Content starts

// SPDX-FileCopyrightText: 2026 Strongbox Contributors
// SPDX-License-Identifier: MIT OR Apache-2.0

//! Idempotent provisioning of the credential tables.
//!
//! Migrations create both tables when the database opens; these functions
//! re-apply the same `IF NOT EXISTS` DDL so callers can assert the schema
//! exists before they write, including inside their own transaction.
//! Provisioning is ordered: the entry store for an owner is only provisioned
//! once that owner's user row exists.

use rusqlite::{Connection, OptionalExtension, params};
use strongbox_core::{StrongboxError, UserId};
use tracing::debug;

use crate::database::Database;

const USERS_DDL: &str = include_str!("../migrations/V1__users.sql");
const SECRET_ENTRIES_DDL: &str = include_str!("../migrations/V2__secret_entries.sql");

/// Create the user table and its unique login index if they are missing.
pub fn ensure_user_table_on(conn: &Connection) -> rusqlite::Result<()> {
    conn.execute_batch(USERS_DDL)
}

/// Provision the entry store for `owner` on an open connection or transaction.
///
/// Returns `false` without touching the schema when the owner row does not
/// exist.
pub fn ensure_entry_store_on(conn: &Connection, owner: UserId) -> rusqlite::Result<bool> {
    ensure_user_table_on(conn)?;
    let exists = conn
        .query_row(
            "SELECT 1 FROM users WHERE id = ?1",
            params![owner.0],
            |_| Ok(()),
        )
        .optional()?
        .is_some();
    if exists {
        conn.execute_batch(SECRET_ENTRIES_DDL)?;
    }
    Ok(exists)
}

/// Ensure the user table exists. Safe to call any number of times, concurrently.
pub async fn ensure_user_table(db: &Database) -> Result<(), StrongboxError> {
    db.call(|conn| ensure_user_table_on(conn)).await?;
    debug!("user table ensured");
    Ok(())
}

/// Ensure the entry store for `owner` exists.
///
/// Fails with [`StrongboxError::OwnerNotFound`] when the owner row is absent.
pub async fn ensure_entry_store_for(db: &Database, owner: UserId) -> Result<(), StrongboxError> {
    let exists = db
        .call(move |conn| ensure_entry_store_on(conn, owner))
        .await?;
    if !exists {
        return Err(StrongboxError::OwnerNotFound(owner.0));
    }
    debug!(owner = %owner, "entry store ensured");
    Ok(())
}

Content ends
Content starts

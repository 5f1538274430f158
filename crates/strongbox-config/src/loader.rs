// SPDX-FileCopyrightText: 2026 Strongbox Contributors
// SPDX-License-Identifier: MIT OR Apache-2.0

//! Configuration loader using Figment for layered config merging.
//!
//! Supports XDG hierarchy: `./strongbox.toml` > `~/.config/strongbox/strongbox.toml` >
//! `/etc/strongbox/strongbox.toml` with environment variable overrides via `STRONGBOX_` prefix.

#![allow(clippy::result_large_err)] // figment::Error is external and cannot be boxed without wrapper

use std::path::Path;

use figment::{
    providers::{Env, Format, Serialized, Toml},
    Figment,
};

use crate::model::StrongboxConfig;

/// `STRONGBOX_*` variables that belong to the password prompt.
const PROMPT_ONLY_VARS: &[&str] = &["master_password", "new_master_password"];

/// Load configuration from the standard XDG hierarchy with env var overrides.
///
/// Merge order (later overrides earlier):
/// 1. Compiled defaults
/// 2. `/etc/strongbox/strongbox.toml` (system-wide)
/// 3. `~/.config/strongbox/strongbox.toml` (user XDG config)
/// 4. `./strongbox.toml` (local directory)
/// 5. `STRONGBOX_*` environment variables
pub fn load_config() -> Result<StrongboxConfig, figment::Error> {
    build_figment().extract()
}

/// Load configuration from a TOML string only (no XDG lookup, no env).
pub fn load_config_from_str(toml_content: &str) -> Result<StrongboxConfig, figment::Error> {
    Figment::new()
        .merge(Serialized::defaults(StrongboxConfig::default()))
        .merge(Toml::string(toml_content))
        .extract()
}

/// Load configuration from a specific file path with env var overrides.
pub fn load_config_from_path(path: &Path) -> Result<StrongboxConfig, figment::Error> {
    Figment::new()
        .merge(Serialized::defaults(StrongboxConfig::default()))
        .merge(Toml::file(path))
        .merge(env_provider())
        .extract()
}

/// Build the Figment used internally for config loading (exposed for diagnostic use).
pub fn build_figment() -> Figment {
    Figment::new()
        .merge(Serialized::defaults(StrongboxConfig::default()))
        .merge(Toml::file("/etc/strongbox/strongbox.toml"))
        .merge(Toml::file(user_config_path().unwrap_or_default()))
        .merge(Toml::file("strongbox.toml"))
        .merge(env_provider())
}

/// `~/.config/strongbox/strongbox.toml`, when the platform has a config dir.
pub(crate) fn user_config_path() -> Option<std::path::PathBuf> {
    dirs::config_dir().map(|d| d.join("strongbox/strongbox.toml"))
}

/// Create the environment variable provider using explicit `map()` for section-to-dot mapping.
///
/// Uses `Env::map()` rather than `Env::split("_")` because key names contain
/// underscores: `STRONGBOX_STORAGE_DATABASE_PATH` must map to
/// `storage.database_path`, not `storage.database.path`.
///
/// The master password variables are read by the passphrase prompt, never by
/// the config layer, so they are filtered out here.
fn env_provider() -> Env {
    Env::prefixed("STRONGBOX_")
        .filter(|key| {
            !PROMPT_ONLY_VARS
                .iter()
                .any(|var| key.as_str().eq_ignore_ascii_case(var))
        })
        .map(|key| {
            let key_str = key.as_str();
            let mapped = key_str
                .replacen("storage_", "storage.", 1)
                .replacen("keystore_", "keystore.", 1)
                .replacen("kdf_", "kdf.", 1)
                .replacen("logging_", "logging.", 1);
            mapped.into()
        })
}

Content ends
Content starts

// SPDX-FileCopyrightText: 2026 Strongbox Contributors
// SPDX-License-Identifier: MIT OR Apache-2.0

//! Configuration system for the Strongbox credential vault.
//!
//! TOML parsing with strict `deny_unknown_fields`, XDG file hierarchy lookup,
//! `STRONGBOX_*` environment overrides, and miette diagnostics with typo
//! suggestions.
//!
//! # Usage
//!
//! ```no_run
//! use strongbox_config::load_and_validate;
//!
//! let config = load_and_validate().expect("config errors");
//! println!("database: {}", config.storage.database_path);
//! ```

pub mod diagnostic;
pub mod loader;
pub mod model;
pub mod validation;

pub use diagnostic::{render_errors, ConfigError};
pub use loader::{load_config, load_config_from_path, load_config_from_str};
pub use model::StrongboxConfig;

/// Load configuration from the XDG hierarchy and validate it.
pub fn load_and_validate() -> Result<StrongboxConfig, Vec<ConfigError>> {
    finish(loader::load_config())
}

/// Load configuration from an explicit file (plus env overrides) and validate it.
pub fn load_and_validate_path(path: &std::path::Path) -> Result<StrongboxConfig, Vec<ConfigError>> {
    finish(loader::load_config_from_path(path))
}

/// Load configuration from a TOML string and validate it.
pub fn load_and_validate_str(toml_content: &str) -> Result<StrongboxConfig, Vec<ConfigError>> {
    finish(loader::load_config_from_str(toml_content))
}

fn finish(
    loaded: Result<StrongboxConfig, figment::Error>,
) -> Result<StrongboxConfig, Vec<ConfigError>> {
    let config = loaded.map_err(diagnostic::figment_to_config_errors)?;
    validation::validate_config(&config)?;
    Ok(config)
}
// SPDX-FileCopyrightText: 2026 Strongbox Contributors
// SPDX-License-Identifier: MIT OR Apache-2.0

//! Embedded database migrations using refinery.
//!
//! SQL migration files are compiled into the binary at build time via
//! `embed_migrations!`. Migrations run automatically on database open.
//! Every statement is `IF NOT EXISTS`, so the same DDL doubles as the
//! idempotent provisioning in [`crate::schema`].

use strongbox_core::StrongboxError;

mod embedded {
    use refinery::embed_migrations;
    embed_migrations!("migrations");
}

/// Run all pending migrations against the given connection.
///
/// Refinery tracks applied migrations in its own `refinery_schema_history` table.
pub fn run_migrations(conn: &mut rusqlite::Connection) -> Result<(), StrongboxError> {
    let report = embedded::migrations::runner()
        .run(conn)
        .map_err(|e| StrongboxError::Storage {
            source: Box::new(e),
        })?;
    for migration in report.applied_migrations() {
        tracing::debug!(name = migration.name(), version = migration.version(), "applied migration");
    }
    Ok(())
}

Content ends

*WHAT TO PRODUCE*. From the material above, set down exactly the lines starting at the one with "opens; these functions" and ending at the one with "row is absent.", end lines included.

*RESPONSE TO THE TASK*.
//! Migrations create both tables when the database opens; these functions
//! re-apply the same `IF NOT EXISTS` DDL so callers can assert the schema
//! exists before they write, including inside their own transaction.
//! Provisioning is ordered: the entry store for an owner is only provisioned
//! once that owner's user row exists.

use rusqlite::{Connection, OptionalExtension, params};
use strongbox_core::{StrongboxError, UserId};
use tracing::debug;

use crate::database::Database;

const USERS_DDL: &str = include_str!("../migrations/V1__users.sql");
const SECRET_ENTRIES_DDL: &str = include_str!("../migrations/V2__secret_entries.sql");

/// Create the user table and its unique login index if they are missing.
pub fn ensure_user_table_on(conn: &Connection) -> rusqlite::Result<()> {
    conn.execute_batch(USERS_DDL)
}

/// Provision the entry store for `owner` on an open connection or transaction.
///
/// Returns `false` without touching the schema when the owner row does not
/// exist.
pub fn ensure_entry_store_on(conn: &Connection, owner: UserId) -> rusqlite::Result<bool> {
    ensure_user_table_on(conn)?;
    let exists = conn
        .query_row(
            "SELECT 1 FROM users WHERE id = ?1",
            params![owner.0],
            |_| Ok(()),
        )
        .optional()?
        .is_some();
    if exists {
        conn.execute_batch(SECRET_ENTRIES_DDL)?;
    }
    Ok(exists)
}

/// Ensure the user table exists. Safe to call any number of times, concurrently.
pub async fn ensure_user_table(db: &Database) -> Result<(), StrongboxError> {
    db.call(|conn| ensure_user_table_on(conn)).await?;
    debug!("user table ensured");
    Ok(())
}

/// Ensure the entry store for `owner` exists.
///
/// Fails with [`StrongboxError::OwnerNotFound`] when the owner row is absent.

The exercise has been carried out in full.